> **Task to carry out**
Whenever a line in the entries below includes the string "LandsatError", count that line. Report the total alone.

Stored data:

________________________________________

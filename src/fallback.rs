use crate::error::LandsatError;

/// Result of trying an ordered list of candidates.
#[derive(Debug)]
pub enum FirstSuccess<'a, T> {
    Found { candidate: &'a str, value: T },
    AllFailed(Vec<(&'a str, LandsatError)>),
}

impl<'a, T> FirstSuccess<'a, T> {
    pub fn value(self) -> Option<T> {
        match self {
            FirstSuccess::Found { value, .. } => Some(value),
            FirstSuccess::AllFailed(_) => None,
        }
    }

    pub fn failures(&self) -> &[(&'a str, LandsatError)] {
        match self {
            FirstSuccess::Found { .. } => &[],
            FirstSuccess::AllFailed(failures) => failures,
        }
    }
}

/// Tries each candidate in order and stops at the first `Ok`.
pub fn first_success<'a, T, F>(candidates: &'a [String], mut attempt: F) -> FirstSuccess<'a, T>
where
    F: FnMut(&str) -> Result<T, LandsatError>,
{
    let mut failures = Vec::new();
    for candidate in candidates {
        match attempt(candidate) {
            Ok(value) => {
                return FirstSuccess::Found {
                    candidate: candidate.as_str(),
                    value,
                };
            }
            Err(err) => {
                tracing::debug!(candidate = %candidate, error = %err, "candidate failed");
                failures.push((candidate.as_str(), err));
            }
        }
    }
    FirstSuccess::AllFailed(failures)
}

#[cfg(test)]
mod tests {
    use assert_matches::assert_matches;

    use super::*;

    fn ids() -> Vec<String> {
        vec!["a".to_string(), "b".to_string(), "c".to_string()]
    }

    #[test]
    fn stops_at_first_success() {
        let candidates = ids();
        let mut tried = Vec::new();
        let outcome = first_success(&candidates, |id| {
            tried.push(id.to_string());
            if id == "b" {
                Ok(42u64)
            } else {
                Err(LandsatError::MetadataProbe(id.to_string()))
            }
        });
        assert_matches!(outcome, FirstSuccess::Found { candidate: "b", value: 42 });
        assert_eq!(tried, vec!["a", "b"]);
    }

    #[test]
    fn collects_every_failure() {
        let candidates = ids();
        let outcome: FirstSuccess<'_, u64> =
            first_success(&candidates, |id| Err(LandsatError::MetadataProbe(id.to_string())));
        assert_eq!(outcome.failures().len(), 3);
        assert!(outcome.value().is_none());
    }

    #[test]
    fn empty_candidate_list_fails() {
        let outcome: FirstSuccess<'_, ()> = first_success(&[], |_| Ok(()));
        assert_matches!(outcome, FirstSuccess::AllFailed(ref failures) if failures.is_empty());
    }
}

________________________________________

> **Expected answer**
6